Since then, the service has stabilized, but a new 10-year strategic plan that recently went into effect is filled with cost-cutting strategies that will likely translate to reduced, not better, service.
In other words: “snail mail” is about to get slower.
The modern-day United States Postal Service is one of the country’s oldest services, tracing its roots back to our Founding Fathers. Benjamin Franklin was named the country’s first postmaster general in 1775, but the service really came into its own in 1792 with the passage of the Postal Service Act, which was signed into law by America’s first president, George Washington. In the 1970s, legislation establishing an independent agency was enacted. It states that the postal service “shall be operated as a basic and fundamental service provided to the people by the Government of the United States, authorized by the Constitution, created by Act of Congress, and supported by the people.”
The USPS has a mandate to deliver mail to all addresses in the United States and until recently, officially claimed to deliver first class mail within one to three days. Now, the official timetable will be between one and five days. There is a push to use ground transport, rather than air, in an attempt to save on overall costs.

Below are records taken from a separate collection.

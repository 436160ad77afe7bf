use std::io;
use std::net::SocketAddr;

use crate::selector::Token;

/// Progress report from a transport-layer handshake step.
#[derive(Debug, Clone, Copy, PartialEq, Eq)]
pub enum HandshakeStatus {
    /// The handshake completed.
    Done,
    /// The handshake needs the transport to become readable.
    WantRead,
    /// The handshake needs the transport to become writable.
    WantWrite,
}

/// Non-blocking byte transport, exclusively owned by the reactor while
/// active.
///
/// `send` and `recv` must never block; `io::ErrorKind::WouldBlock` reports
/// that the operation cannot make progress right now.
pub trait Transport {
    /// Identity under which the host selector knows this transport.
    fn token(&self) -> Token;

    fn send(&mut self, buf: &[u8]) -> io::Result<usize>;

    fn recv(&mut self, buf: &mut [u8]) -> io::Result<usize>;

    /// The outcome of a pending non-blocking connect (`SO_ERROR`).
    fn take_error(&mut self) -> io::Result<Option<io::Error>>;

    /// Half-closes the local write side.
    fn shutdown_write(&mut self) -> io::Result<()>;

    /// True when the transport requires a handshake step (e.g. TLS) after
    /// the connect completes, before application bytes may flow.
    fn needs_handshake(&self) -> bool {
        false
    }

    /// Drives the handshake one step.
    fn handshake(&mut self) -> io::Result<HandshakeStatus> {
        Ok(HandshakeStatus::Done)
    }
}

/// Outcome of a non-blocking connect attempt.
pub enum ConnectStatus {
    /// The transport connected synchronously.
    Ready(Box<dyn Transport>),
    /// The connect was issued and will complete when the transport becomes
    /// writable.
    InProgress(Box<dyn Transport>),
}

/// Produces non-blocking transport handles.
pub trait SocketFactory {
    fn connect(&mut self, addr: &SocketAddr) -> io::Result<ConnectStatus>;
}

/// Pending name-resolution result.
///
/// The reactor polls the future it owns; once `poll` returns `Some` the
/// future is dropped.  Cancellation is best-effort: a future completing
/// after `cancel` is simply never polled again.
pub trait ResolutionFuture {
    fn poll(&mut self) -> Option<io::Result<Vec<SocketAddr>>>;

    fn cancel(&mut self) {}
}

/// Asynchronous name resolver.
pub trait NameResolver {
    fn resolve(&mut self, host: &str, port: u16) -> Box<dyn ResolutionFuture>;
}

The Postal Service has been riddled by financial problems for years, and the coronavirus pandemic has only worsened the situation. However, it is not clear that the recently announced changes will help overall long-term. Attorneys general in 19 states and the District of Columbia filed an administrative complaint earlier this month seeking to block U.S. Postmaster General Louis DeJoy’s plan.
The complaint demanded that the Postal Regulatory Commission thoroughly review the proposed changes before they go into effect. USPS leadership has insisted the steps are necessary to ensure the agency’s long-term financial health.
Fee increases are part of the package. On Aug. 29, the Postal Service raised the price of a first-class stamp from 55 to 58 cents. Additionally, starting Oct. 3 and continuing through Dec. 26, the Postal Service will temporarily increase prices anywhere from 25 cents to $5 on all priority mail, priority mail express and first-class package service because of the holiday season and its increase in mail volume.
We understand that the United States Postal Service is struggling, but it is time to think outside of the box and find new and innovative ways to stay competitive in a market that is increasingly embracing online ordering and delivery. Continuing to raise rates while slowing service is not a sustainable way to conduct business.
We aren’t holding out hope that the USPS will be quick to navigate the current challenges, so in the meantime, remember to send those holiday packages out with plenty of time to get to grandma.